### TASK INSTRUCTIONS
Work out how many lines in the entries below contain the string "kept". Reply with that figure alone.

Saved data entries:
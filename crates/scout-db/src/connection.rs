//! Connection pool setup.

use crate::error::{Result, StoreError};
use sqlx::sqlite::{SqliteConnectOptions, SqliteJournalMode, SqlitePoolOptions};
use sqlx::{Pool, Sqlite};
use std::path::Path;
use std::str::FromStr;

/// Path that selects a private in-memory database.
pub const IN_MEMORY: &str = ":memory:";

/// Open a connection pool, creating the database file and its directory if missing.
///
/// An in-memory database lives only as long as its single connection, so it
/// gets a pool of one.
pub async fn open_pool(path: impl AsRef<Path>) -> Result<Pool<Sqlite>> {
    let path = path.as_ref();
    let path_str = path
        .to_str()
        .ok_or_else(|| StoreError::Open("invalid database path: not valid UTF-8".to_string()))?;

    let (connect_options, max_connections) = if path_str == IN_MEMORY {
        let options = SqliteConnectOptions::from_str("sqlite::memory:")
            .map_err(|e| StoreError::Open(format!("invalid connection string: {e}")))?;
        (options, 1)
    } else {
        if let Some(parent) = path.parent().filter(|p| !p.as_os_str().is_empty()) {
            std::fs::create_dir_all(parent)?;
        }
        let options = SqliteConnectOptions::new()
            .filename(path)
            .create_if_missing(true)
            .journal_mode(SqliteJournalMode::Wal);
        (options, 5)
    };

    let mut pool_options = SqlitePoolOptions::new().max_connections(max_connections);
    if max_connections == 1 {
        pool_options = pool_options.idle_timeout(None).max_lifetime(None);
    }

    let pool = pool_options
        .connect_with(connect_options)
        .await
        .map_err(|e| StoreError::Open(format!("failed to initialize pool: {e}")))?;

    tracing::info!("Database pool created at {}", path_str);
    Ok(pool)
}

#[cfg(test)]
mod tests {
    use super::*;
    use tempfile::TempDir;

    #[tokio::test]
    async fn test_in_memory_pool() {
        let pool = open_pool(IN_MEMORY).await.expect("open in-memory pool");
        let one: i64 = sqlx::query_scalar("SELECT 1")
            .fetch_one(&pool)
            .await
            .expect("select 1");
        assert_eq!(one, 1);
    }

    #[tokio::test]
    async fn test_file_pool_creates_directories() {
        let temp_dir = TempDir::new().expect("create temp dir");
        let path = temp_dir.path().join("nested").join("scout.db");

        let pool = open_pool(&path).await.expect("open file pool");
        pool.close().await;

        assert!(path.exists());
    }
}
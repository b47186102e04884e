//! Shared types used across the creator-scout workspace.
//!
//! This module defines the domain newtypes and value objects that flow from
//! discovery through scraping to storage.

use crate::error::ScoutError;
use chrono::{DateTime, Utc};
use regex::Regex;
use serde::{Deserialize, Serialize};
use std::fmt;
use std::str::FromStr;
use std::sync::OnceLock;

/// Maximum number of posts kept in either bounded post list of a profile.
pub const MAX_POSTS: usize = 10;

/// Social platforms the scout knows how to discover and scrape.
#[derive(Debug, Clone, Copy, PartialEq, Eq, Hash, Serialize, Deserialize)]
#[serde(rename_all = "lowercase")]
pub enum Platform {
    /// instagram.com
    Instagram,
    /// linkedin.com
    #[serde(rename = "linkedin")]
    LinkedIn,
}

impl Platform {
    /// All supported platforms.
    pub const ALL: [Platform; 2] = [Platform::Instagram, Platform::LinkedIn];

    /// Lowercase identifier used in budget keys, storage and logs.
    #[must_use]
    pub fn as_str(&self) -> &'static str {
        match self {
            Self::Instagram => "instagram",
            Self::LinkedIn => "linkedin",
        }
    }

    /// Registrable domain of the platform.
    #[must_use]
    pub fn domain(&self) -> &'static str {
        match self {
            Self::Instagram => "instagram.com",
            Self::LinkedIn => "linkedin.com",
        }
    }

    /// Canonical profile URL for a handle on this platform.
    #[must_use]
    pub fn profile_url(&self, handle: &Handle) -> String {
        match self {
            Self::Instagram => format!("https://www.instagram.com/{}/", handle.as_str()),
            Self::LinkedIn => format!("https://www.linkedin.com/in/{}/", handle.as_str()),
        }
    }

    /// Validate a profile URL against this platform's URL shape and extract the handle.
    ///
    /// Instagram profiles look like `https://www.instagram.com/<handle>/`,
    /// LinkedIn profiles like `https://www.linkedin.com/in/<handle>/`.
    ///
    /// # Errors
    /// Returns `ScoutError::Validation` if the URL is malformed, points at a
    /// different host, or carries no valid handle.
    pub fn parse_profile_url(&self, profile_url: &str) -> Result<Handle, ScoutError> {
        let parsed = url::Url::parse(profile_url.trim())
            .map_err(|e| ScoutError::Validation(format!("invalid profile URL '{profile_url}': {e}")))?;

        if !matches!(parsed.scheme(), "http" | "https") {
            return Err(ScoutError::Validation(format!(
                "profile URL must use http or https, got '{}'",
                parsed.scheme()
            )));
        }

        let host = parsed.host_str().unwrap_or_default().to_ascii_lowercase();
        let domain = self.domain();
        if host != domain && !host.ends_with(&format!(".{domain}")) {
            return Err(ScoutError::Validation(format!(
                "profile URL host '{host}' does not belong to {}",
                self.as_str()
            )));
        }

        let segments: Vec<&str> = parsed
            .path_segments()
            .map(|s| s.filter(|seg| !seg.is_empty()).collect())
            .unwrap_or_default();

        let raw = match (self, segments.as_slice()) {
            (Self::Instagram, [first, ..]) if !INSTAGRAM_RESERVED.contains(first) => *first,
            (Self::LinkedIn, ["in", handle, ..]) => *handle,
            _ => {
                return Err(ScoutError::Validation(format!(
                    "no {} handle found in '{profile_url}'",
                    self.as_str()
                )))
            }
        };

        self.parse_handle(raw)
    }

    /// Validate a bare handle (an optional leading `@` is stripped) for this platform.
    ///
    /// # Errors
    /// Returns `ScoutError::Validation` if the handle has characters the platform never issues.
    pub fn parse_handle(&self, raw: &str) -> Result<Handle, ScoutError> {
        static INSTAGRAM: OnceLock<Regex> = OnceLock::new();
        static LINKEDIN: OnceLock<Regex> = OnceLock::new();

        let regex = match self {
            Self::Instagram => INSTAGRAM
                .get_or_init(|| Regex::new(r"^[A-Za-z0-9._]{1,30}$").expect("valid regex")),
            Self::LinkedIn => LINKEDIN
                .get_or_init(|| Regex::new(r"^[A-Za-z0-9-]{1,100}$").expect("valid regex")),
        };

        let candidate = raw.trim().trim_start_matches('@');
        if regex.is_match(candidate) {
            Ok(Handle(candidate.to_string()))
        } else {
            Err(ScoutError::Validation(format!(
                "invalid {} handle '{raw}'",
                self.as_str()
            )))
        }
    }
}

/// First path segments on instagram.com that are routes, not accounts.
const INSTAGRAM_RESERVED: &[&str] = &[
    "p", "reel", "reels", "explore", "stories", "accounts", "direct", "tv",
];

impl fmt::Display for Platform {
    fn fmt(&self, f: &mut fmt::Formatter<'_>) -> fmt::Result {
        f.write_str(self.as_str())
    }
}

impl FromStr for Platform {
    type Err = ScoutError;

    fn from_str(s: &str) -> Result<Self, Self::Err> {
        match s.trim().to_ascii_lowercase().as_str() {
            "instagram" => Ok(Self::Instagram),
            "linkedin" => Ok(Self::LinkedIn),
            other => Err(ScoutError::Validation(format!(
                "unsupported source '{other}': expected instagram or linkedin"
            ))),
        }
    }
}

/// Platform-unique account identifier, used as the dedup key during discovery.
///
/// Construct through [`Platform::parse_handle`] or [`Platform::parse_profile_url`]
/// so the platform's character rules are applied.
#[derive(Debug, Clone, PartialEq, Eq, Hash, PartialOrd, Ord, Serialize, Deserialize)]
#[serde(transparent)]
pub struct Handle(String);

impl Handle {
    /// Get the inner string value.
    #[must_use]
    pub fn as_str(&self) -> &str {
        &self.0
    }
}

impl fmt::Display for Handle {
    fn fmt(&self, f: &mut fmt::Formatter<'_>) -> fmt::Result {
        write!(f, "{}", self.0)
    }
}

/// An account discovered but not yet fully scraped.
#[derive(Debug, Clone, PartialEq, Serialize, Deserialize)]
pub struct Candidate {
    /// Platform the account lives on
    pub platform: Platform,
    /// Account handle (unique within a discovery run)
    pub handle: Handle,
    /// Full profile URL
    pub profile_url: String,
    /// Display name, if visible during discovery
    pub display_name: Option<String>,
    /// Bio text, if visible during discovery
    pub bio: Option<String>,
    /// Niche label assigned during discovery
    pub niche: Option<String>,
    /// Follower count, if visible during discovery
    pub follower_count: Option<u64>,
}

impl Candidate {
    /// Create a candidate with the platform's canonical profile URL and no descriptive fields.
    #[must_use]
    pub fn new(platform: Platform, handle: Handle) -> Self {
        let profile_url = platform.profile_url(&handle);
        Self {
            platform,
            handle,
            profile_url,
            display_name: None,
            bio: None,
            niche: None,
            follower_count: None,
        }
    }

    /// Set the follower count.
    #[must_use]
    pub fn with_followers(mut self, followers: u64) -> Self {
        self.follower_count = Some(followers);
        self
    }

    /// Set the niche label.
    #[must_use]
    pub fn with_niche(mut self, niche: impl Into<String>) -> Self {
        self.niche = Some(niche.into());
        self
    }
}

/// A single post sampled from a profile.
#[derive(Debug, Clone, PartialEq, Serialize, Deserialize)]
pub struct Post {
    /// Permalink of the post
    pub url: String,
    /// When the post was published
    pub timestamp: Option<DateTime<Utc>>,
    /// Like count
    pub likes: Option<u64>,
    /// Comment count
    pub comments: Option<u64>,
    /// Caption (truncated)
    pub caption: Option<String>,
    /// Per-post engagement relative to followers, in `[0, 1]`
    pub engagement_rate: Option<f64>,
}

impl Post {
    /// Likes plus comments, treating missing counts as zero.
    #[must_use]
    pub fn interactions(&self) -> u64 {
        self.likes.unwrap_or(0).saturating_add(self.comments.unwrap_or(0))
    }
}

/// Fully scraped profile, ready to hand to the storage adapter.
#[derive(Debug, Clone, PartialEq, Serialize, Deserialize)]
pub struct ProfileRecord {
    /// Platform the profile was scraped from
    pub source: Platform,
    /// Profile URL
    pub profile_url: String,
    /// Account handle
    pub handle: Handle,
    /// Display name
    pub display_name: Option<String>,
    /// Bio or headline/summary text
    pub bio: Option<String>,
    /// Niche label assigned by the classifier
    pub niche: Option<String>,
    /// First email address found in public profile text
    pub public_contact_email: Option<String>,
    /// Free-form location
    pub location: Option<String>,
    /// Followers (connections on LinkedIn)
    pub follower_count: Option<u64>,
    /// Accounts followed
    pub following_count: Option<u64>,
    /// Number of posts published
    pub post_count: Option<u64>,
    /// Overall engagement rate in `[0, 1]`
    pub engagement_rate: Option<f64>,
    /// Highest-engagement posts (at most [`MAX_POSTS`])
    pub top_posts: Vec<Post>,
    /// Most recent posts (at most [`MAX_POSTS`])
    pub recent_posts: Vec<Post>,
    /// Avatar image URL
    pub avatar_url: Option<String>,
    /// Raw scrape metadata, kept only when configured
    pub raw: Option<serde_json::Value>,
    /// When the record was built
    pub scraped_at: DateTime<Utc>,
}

### OUTPUT FOR THIS EXERCISE
2